The choice is clear. On one side, there’s the enlightened maleness embodied by Harris’ vice presidential pick Tim Walz and her husband, Doug Emhoff. These are the good progressive dads, Rebecca Traister of New York Magazine writes, the “nice men of the left” who do guy things like coach football but also manifest liberal and feminist virtues – like being “happily deferential” and “unapologetically supportive of women’s rights” and “committed to partnership” in marriage and politics alike.
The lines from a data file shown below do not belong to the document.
//! Ported from the upstream Apache Avro Rust implementation's reader tests,
//! adapted to this crate's interface.

use {
	avro_codec::{
		from_datum_reader, from_datum_slice,
		object_container_file_encoding::{
			Compression, CompressionLevel, Reader, SchemaMarshaling, WriterBuilder,
		},
		ser::SerializerConfig,
		Schema,
	},
	std::borrow::Cow,
};

use {
	pretty_assertions::assert_eq,
	serde::{Deserialize, Serialize},
};

const SCHEMA: &str = r#"
    {
      "type": "record",
      "name": "test",
      "fields": [
        {
          "name": "a",
          "type": "long",
          "default": 42
        },
        {
          "name": "b",
          "type": "string"
        }
      ]
    }
    "#;
const UNION_SCHEMA: &str = r#"["null", "long"]"#;
const ENCODED: &[u8] = &[
	79, 98, 106, 1, 4, 22, 97, 118, 114, 111, 46, 115, 99, 104, 101, 109, 97, 222, 1, 123, 34, 116,
	121, 112, 101, 34, 58, 34, 114, 101, 99, 111, 114, 100, 34, 44, 34, 110, 97, 109, 101, 34, 58,
	34, 116, 101, 115, 116, 34, 44, 34, 102, 105, 101, 108, 100, 115, 34, 58, 91, 123, 34, 110, 97,
	109, 101, 34, 58, 34, 97, 34, 44, 34, 116, 121, 112, 101, 34, 58, 34, 108, 111, 110, 103, 34,
	44, 34, 100, 101, 102, 97, 117, 108, 116, 34, 58, 52, 50, 125, 44, 123, 34, 110, 97, 109, 101,
	34, 58, 34, 98, 34, 44, 34, 116, 121, 112, 101, 34, 58, 34, 115, 116, 114, 105, 110, 103, 34,
	125, 93, 125, 20, 97, 118, 114, 111, 46, 99, 111, 100, 101, 99, 8, 110, 117, 108, 108, 0, 94,
	61, 54, 221, 190, 207, 108, 180, 158, 57, 114, 40, 173, 199, 228, 239, 4, 20, 54, 6, 102, 111,
	111, 84, 6, 98, 97, 114, 94, 61, 54, 221, 190, 207, 108, 180, 158, 57, 114, 40, 173, 199, 228,
	239,
];

#[derive(Deserialize, Serialize, Debug, PartialEq, Eq)]
struct SchemaRecord<'a> {
	a: i64,
	#[serde(borrow)]
	b: Cow<'a, str>,
}

#[test]
fn test_from_avro_datum() {
	let schema: Schema = SCHEMA.parse().unwrap();
	let encoded: &'static [u8] = &[54, 6, 102, 111, 111];

	assert_eq!(
		from_datum_slice::<SchemaRecord>(encoded, &schema).unwrap(),
		SchemaRecord {
			a: 27,
			b: "foo".into()
		}
	);
}

#[test]
fn test_from_avro_datum_with_union_to_struct() {
	const TEST_RECORD_SCHEMA: &str = r#"
    {
      "type": "record",
      "name": "test",
      "fields": [
        {
          "name": "a",
          "type": "long",
          "default": 42
        },
        {
          "name": "b",
          "type": "string"
        },
        {
            "name": "a_nullable_array",
            "type": ["null", {"type": "array", "items": {"type": "string"}}],
            "default": null
        },
        {
            "name": "a_nullable_boolean",
            "type": ["null", {"type": "boolean"}],
            "default": null
        },
        {
            "name": "a_nullable_string",
            "type": ["null", {"type": "string"}],
            "default": null
        }
      ]
    }
    "#;
	#[derive(Default, Debug, Deserialize, PartialEq, Eq)]
	struct TestRecord3240 {
		a: i64,
		b: String,
		a_nullable_array: Option<Vec<String>>,
		a_nullable_string: Option<String>,
	}

	let schema: Schema = TEST_RECORD_SCHEMA.parse().unwrap();
	let encoded: &'static [u8] = &[54, 6, 102, 111, 111, 0, 0, 0];

	let expected_record = TestRecord3240 {
		a: 27i64,
		b: String::from("foo"),
		a_nullable_array: None,
		a_nullable_string: None,
	};

	assert_eq!(
		from_datum_reader::<&[u8], TestRecord3240>(encoded, &schema).unwrap(),
		expected_record
	);
}

#[test]
fn test_null_union() {
	let schema: Schema = UNION_SCHEMA.parse().unwrap();
	let encoded: &'static [u8] = &[2, 0];

	assert_eq!(from_datum_slice::<i64>(encoded, &schema).unwrap(), 0);
}

#[test]
fn test_reader_iterator() {
	let mut reader = Reader::from_slice(ENCODED).unwrap();

	let expected = &[
		SchemaRecord {
			a: 27,
			b: "foo".into(),
		},
		SchemaRecord {
			a: 42,
			b: "bar".into(),
		},
	];
	let res: Vec<SchemaRecord> = reader
		.deserialize_borrowed::<SchemaRecord>()
		.collect::<Result<_, _>>()
		.unwrap();
	std::mem::drop(reader);

	assert_eq!(expected.as_slice(), res.as_slice());
	assert!(res.iter().all(|r| matches!(r.b, Cow::Borrowed(_))));
}

fn round_trip_writer(compression_codec: Compression, approx_block_size: u32) {
	let input = &[
		SchemaRecord {
			a: 27,
			b: "foo".into(),
		},
		SchemaRecord {
			a: 42,
			b: "bar".into(),
		},
	];

	let schema: Schema = SCHEMA.parse().unwrap();

	let mut serializer_config = SerializerConfig::new(&schema);
	let mut writer = WriterBuilder::new(&mut serializer_config)
		.compression(compression_codec)
		.approx_block_size(approx_block_size)
		.build(Vec::new())
		.unwrap();
	writer.serialize_all(input.iter()).unwrap();
	let serialized = writer.into_inner().unwrap();

	let mut reader = Reader::from_slice(&serialized).unwrap();
	let res: Vec<SchemaRecord> = reader
		.deserialize_borrowed::<SchemaRecord>()
		.collect::<Result<_, _>>()
		.unwrap();

	assert_eq!(input.as_slice(), res.as_slice());
	match compression_codec {
		Compression::Null => assert!(res.iter().all(|r| matches!(r.b, Cow::Borrowed(_)))),
		_ => assert!(res.iter().all(|r| matches!(r.b, Cow::Owned(_)))),
	}
}

#[test]
fn test_writer_no_compression_regular_block_size() {
	round_trip_writer(Compression::Null, 64 * 1024);
}

#[test]
fn test_writer_no_compression_small_block_size() {
	round_trip_writer(Compression::Null, 1);
}

#[cfg(feature = "snappy")]
#[test]
fn test_writer_snappy() {
	round_trip_writer(Compression::Snappy, 64 * 1024);
	round_trip_writer(Compression::Snappy, 1);
}

#[cfg(feature = "deflate")]
#[test]
fn test_writer_deflate() {
	round_trip_writer(
		Compression::Deflate {
			level: CompressionLevel::default(),
		},
		64 * 1024,
	);
	round_trip_writer(
		Compression::Deflate {
			level: CompressionLevel::default(),
		},
		1,
	);
}

#[cfg(feature = "bzip2")]
#[test]
fn test_writer_bzip2() {
	round_trip_writer(
		Compression::Bzip2 {
			level: CompressionLevel::default(),
		},
		64 * 1024,
	);
	round_trip_writer(
		Compression::Bzip2 {
			level: CompressionLevel::default(),
		},
		1,
	);
}

#[cfg(feature = "xz")]
#[test]
fn test_writer_xz() {
	round_trip_writer(
		Compression::Xz {
			level: CompressionLevel::default(),
		},
		64 * 1024,
	);
	round_trip_writer(
		Compression::Xz {
			level: CompressionLevel::default(),
		},
		1,
	);
}

#[cfg(feature = "zstandard")]
#[test]
fn test_writer_zstandard() {
	round_trip_writer(
		Compression::Zstandard {
			level: CompressionLevel::default(),
		},
		64 * 1024,
	);
	round_trip_writer(
		Compression::Zstandard {
			level: CompressionLevel::default(),
		},
		1,
	);
}

#[test]
fn test_reader_invalid_header() {
	let invalid = &ENCODED[1..];
	assert!(matches!(
		Reader::from_slice(invalid),
		Err(avro_codec::object_container_file_encoding::FailedToInitializeReader::NotAvroObjectContainerFile),
	));
}

#[test]
fn test_reader_invalid_block() {
	let invalid = &ENCODED[0..(ENCODED.len() - 19)];
	let mut reader = Reader::from_slice(invalid).unwrap();
	let res: Result<Vec<SchemaRecord>, _> = reader.deserialize_borrowed().collect();
	assert!(res.is_err());
}

#[test]
fn test_reader_empty_buffer() {
	let empty: &[u8] = &[];
	assert!(matches!(
		Reader::from_slice(empty),
		Err(avro_codec::object_container_file_encoding::FailedToInitializeReader::FailedToDeserializeHeader(_)),
	));
}

#[test]
fn test_reader_only_header() {
	let invalid = &ENCODED[..165];
	let mut reader = Reader::from_slice(invalid).unwrap();
	let res: Result<Vec<SchemaRecord>, _> = reader.deserialize_borrowed().collect();
	assert!(res.is_err());
}

const SNAPPY_COMPRESSED_AVRO: &[u8] = &[
	79, 98, 106, 1, 4, 22, 97, 118, 114, 111, 46, 115, 99, 104, 101, 109, 97, 210, 1, 123, 34, 102,
	105, 101, 108, 100, 115, 34, 58, 91, 123, 34, 110, 97, 109, 101, 34, 58, 34, 110, 117, 109, 34,
	44, 34, 116, 121, 112, 101, 34, 58, 34, 115, 116, 114, 105, 110, 103, 34, 125, 93, 44, 34, 110,
	97, 109, 101, 34, 58, 34, 101, 118, 101, 110, 116, 34, 44, 34, 110, 97, 109, 101, 115, 112, 97,
	99, 101, 34, 58, 34, 101, 120, 97, 109, 112, 108, 101, 110, 97, 109, 101, 115, 112, 97, 99,
	101, 34, 44, 34, 116, 121, 112, 101, 34, 58, 34, 114, 101, 99, 111, 114, 100, 34, 125, 20, 97,
	118, 114, 111, 46, 99, 111, 100, 101, 99, 12, 115, 110, 97, 112, 112, 121, 0, 213, 209, 241,
	208, 200, 110, 164, 47, 203, 25, 90, 235, 161, 167, 195, 177, 2, 20, 4, 12, 6, 49, 50, 51, 115,
	38, 58, 0, 213, 209, 241, 208, 200, 110, 164, 47, 203, 25, 90, 235, 161, 167, 195, 177,
];
#[cfg(not(feature = "snappy"))]
#[test]
fn test_avro_3549_read_not_enabled_codec() {
	assert!(matches!(
		Reader::from_slice(SNAPPY_COMPRESSED_AVRO),
		Err(avro_codec::object_container_file_encoding::FailedToInitializeReader::FailedToDeserializeHeader(_)),
	));
}
#[cfg(feature = "snappy")]
#[test]
fn test_snappy() {
	let mut reader = Reader::from_slice(SNAPPY_COMPRESSED_AVRO).unwrap();
	let expected: Vec<serde_json::Value> = vec![serde_json::json!({"num": "123"})];
	let res: Vec<serde_json::Value> = reader
		.deserialize::<serde_json::Value>()
		.collect::<Result<_, _>>()
		.unwrap();

	assert_eq!(expected, res);
}

#[test]
fn test_zero_count_block_is_skipped() {
	// A block with n_objects=0 but a nonzero byte size is legal: the reader
	// must skip the payload and keep reading rather than erroring.
	let schema: Schema = r#""long""#.parse().unwrap();
	let mut serializer_config = SerializerConfig::new(&schema);
	let sync_marker = [7u8; 16];
	let mut writer = WriterBuilder::new(&mut serializer_config)
		.sync_marker(sync_marker)
		.build(Vec::new())
		.unwrap();
	writer.serialize(&1i64).unwrap();
	let mut file = writer.into_inner().unwrap();

	// Append an extra empty-but-padded block by hand: count=0, size=3, three
	// junk bytes, then the sync marker again.
	file.push(0); // zig-zag(0) varint for count
	file.push(6); // zig-zag(3) varint for size
	file.extend_from_slice(&[0xAA, 0xAA, 0xAA]);
	file.extend_from_slice(&sync_marker);

	let mut reader = Reader::from_slice(&file).unwrap();
	let res: Vec<i64> = reader.deserialize::<i64>().collect::<Result<_, _>>().unwrap();
	assert_eq!(res, vec![1]);
}

#[test]
fn default_schema_marshaling_is_canonical_form() {
	// `SCHEMA` has a `"default": 42` attribute on field `a`, which the
	// canonical form strips; the full form keeps it verbatim.
	let schema: Schema = SCHEMA.parse().unwrap();
	let mut serializer_config = SerializerConfig::new(&schema);
	let writer = WriterBuilder::new(&mut serializer_config)
		.build(Vec::new())
		.unwrap();
	let file = writer.into_inner().unwrap();

	assert!(!contains(&file, b"default"));
	// Canonical-form output is still a valid header a `Reader` can parse.
	let mut reader = Reader::from_slice(&file).unwrap();
	assert_eq!(reader.deserialize::<serde_json::Value>().count(), 0);
}

#[test]
fn full_schema_marshaling_writes_original_json() {
	let schema: Schema = SCHEMA.parse().unwrap();
	let mut serializer_config = SerializerConfig::new(&schema);
	let writer = WriterBuilder::new(&mut serializer_config)
		.schema_marshaling(SchemaMarshaling::Full)
		.build(Vec::new())
		.unwrap();
	let file = writer.into_inner().unwrap();

	assert!(contains(&file, b"default"));
}

fn contains(haystack: &[u8], needle: &[u8]) -> bool {
	haystack.windows(needle.len()).any(|w| w == needle)
}

#[test]
fn append_to_existing_file_continues_the_same_stream() {
	let schema: Schema = SCHEMA.parse().unwrap();
	let mut serializer_config = SerializerConfig::new(&schema);
	let mut writer = WriterBuilder::new(&mut serializer_config)
		.build(Vec::new())
		.unwrap();
	writer
		.serialize(&SchemaRecord { a: 1, b: "one".into() })
		.unwrap();
	let file = writer.into_inner().unwrap();

	let mut cursor = std::io::Cursor::new(file);
	let mut serializer_config2 = SerializerConfig::new(&schema);
	let mut appended = WriterBuilder::new(&mut serializer_config2)
		.append_to(&mut cursor)
		.unwrap();
	appended
		.serialize(&SchemaRecord { a: 2, b: "two".into() })
		.unwrap();
	appended.into_inner().unwrap();

	let file = cursor.into_inner();
	let mut reader = Reader::from_slice(&file).unwrap();
	let res: Vec<SchemaRecord> = reader
		.deserialize_borrowed::<SchemaRecord>()
		.collect::<Result<_, _>>()
		.unwrap();
	assert_eq!(
		res,
		vec![
			SchemaRecord { a: 1, b: "one".into() },
			SchemaRecord { a: 2, b: "two".into() },
		]
	);
}

#[test]
fn append_to_rejects_incompatible_schema() {
	let schema: Schema = SCHEMA.parse().unwrap();
	let mut serializer_config = SerializerConfig::new(&schema);
	let writer = WriterBuilder::new(&mut serializer_config)
		.build(Vec::new())
		.unwrap();
	let file = writer.into_inner().unwrap();
	let mut cursor = std::io::Cursor::new(file);

	let other_schema: Schema = r#""long""#.parse().unwrap();
	let mut other_config = SerializerConfig::new(&other_schema);
	let res = WriterBuilder::new(&mut other_config).append_to(&mut cursor);
	assert!(res.is_err());
}

#[test]
fn reset_starts_a_fresh_file_with_a_new_sync_marker() {
	let schema: Schema = SCHEMA.parse().unwrap();
	let mut serializer_config = SerializerConfig::new(&schema);
	let mut writer = WriterBuilder::new(&mut serializer_config)
		.sync_marker([1u8; 16])
		.build(Vec::new())
		.unwrap();
	writer
		.serialize(&SchemaRecord { a: 1, b: "one".into() })
		.unwrap();

	let (first_file, mut writer) = writer.reset(Vec::new()).unwrap();
	writer
		.serialize(&SchemaRecord { a: 2, b: "two".into() })
		.unwrap();
	let second_file = writer.into_inner().unwrap();

	let mut first_reader = Reader::from_slice(&first_file).unwrap();
	let first_res: Vec<SchemaRecord> = first_reader
		.deserialize_borrowed::<SchemaRecord>()
		.collect::<Result<_, _>>()
		.unwrap();
	assert_eq!(first_res, vec![SchemaRecord { a: 1, b: "one".into() }]);

	let mut second_reader = Reader::from_slice(&second_file).unwrap();
	let second_res: Vec<SchemaRecord> = second_reader
		.deserialize_borrowed::<SchemaRecord>()
		.collect::<Result<_, _>>()
		.unwrap();
	assert_eq!(second_res, vec![SchemaRecord { a: 2, b: "two".into() }]);

	// The new file's sync marker must differ from the forced one so that a
	// reader can't confuse blocks between the two files if concatenated.
	assert_ne!(&second_file[second_file.len() - 16..], &[1u8; 16]);
}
Walz especially is being held up all over as a paragon of liberal dadhood: “A regular guy,” Mona Charen of The Bulwark writes, “at a time when the country needs reminding that being a regular guy is actually pretty great.” Then there is the other model, the dark side of the Y chromosome: the toxic masculinity of Donald Trump, the anti-cat-lady conservatism of JD Vance, all of them wrapped together in a package that Zack Beauchamp of Vox describes as “neo-patriarchy.” This is a worldview, he writes, that may claim to allow for more female agency than the older patriarchy but really just wants a “rever.